This is the code repository for Interpretable Machine Learning with Python, published by Packt.
Learn to build interpretable high-performance models with hands-on real-world examples
Do you want to understand your models and mitigate the risks associated with poor predictions using practical machine learning (ML) interpretation?
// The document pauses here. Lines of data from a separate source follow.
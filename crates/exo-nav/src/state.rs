//! Navigation state machine.
//!
//! [`NavigationState::handle`] is a pure transition function: it consumes an
//! event plus a read-only view of the camera and returns the effects the
//! caller must apply (camera moves, orbit-control toggles, planet population).
//! It never touches the scene itself.
//!
//! ```text
//! Overview --Pick(star)--> Transitioning(ToStar) --Frame..--> FocusedOnStar
//! FocusedOnStar --Cancel--> Transitioning(ToOverview) --Frame..--> Overview
//! ```

use exo_scene::BodyId;
use glam::Vec3;
use tracing::{debug, info};

use crate::transition::{CameraTransition, TransitionDirection};

/// A star to focus on, with its world position at pick time.
#[derive(Debug, Clone, Copy, PartialEq)]
pub struct FocusTarget {
    pub body: BodyId,
    pub position: Vec3,
}

/// What the state machine needs to know about the camera.
#[derive(Debug, Clone, Copy, PartialEq)]
pub struct CameraView {
    pub position: Vec3,
}

#[derive(Debug, Clone, Copy, PartialEq)]
pub enum NavEvent {
    Pick(FocusTarget),
    Cancel,
    /// One animation frame elapsed.
    Frame,
}

/// Work for the caller, in the order it must be applied.
#[derive(Debug, Clone, Copy, PartialEq)]
pub enum NavEffect {
    MoveCamera { position: Vec3, look_at: Vec3 },
    EnableOrbitControls { target: Vec3 },
    DisableOrbitControls,
    PopulatePlanets(BodyId),
    ClearPlanets,
}

#[derive(Debug, Clone, Copy, PartialEq)]
pub enum NavMode {
    Overview,
    Transitioning(CameraTransition),
    FocusedOnStar(FocusTarget),
}

#[derive(Debug, Clone, Copy, PartialEq)]
pub struct NavigationParams {
    /// Camera pose in overview, looking at the origin.
    pub home: Vec3,
    /// Distance kept from a focused star's center.
    pub safe_distance: f32,
    /// Progress added per frame while transitioning.
    pub transition_step: f32,
}

impl Default for NavigationParams {
    fn default() -> Self {
        Self {
            home: Vec3::new(0.0, 0.0, 50.0),
            safe_distance: 5.0,
            transition_step: 0.02,
        }
    }
}

#[derive(Debug, Clone)]
pub struct NavigationState {
    mode: NavMode,
    params: NavigationParams,
}

impl NavigationState {
    pub fn new(params: NavigationParams) -> Self {
        Self {
            mode: NavMode::Overview,
            params,
        }
    }

    pub fn mode(&self) -> &NavMode {
        &self.mode
    }

    pub fn params(&self) -> &NavigationParams {
        &self.params
    }

    pub fn is_overview(&self) -> bool {
        matches!(self.mode, NavMode::Overview)
    }

    pub fn is_transitioning(&self) -> bool {
        matches!(self.mode, NavMode::Transitioning(_))
    }

    /// The star the camera is locked on, if fully focused.
    pub fn focused(&self) -> Option<FocusTarget> {
        match self.mode {
            NavMode::FocusedOnStar(target) => Some(target),
            _ => None,
        }
    }

    /// Transition progress, if one is in flight.
    pub fn progress(&self) -> Option<f32> {
        match &self.mode {
            NavMode::Transitioning(transition) => Some(transition.progress()),
            _ => None,
        }
    }

    /// Free-orbit controls are enabled exactly while focused.
    pub fn orbit_controls_enabled(&self) -> bool {
        self.focused().is_some()
    }

    pub fn handle(&mut self, event: NavEvent, view: &CameraView) -> Vec<NavEffect> {
        match event {
            NavEvent::Pick(target) => self.on_pick(target, view),
            NavEvent::Cancel => self.on_cancel(view),
            NavEvent::Frame => self.on_frame(),
        }
    }

    /// A star pick while focused on another star refocuses. The explorer
    /// session only offers planets while focused, so this path serves hosts
    /// that pass their own candidate sets.
    fn on_pick(&mut self, target: FocusTarget, view: &CameraView) -> Vec<NavEffect> {
        let mut effects = Vec::new();
        match self.mode {
            NavMode::Transitioning(_) => {
                debug!(star = ?target.body, "pick ignored mid-transition");
                return effects;
            }
            NavMode::FocusedOnStar(current) if current.body == target.body => {
                debug!(star = ?target.body, "pick on focused star ignored");
                return effects;
            }
            NavMode::FocusedOnStar(_) => {
                effects.push(NavEffect::DisableOrbitControls);
                effects.push(NavEffect::ClearPlanets);
            }
            NavMode::Overview => {}
        }

        info!(star = ?target.body, position = ?target.position, "flying to star");
        self.mode = NavMode::Transitioning(CameraTransition::to_star(
            view.position,
            target,
            self.params.safe_distance,
            self.params.transition_step,
        ));
        effects
    }

    fn on_cancel(&mut self, view: &CameraView) -> Vec<NavEffect> {
        let NavMode::FocusedOnStar(from) = self.mode else {
            return Vec::new();
        };
        info!(star = ?from.body, "returning to overview");
        self.mode = NavMode::Transitioning(CameraTransition::to_overview(
            view.position,
            from,
            self.params.home,
            self.params.transition_step,
        ));
        vec![NavEffect::DisableOrbitControls]
    }

    fn on_frame(&mut self) -> Vec<NavEffect> {
        let NavMode::Transitioning(transition) = &mut self.mode else {
            return Vec::new();
        };
        let arrived = transition.advance();
        let transition = *transition;
        let mut effects = vec![NavEffect::MoveCamera {
            position: transition.position(),
            look_at: transition.look_at(),
        }];
        if !arrived {
            return effects;
        }

        match transition.direction {
            TransitionDirection::ToStar(target) => {
                info!(star = ?target.body, "focused on star");
                self.mode = NavMode::FocusedOnStar(target);
                effects.push(NavEffect::EnableOrbitControls {
                    target: target.position,
                });
                effects.push(NavEffect::PopulatePlanets(target.body));
            }
            TransitionDirection::ToOverview(from) => {
                info!(star = ?from.body, "back in overview");
                self.mode = NavMode::Overview;
                effects.push(NavEffect::ClearPlanets);
                effects.push(NavEffect::DisableOrbitControls);
            }
        }
        effects
    }
}

impl Default for NavigationState {
    fn default() -> Self {
        Self::new(NavigationParams::default())
    }
}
Interpretable Machine Learning with Python can help you overcome these challenges, using interpretation methods to build fairer and safer ML models.
This book covers the following exciting features:
- Recognize the importance of interpretability in business
- Study models that are intrinsically interpretable such as linear models, decision trees, and Naïve Bayes
- Become well-versed in interpreting models with model-agnostic methods
- Visualize how an image classifier works and what it learns
- Understand how to mitigate the influence of bias in datasets
If you feel this book is for you, get your copy today!
All of the code is organized into folders. For example, Chapter02.
The code will look like the following:
base_classifier = KerasClassifier(model=base_model,\
clip_values=(min_, max_))
y_test_mdsample_prob = np.max(y_test_prob[sampl_md_idxs],\
axis=1)
y_test_smsample_prob = np.max(y_test_prob[sampl_sm_idxs],\
axis=1)
Following is what you need for this book: This book is for data scientists, machine learning developers, and data stewards who have an increasingly critical responsibility to explain how the AI systems they develop work, their impact on decision making, and how they identify and manage bias. Working knowledge of machine learning and the Python programming language is expected.
With the following software and hardware list you can run all code files present in the book (Chapter 1-14).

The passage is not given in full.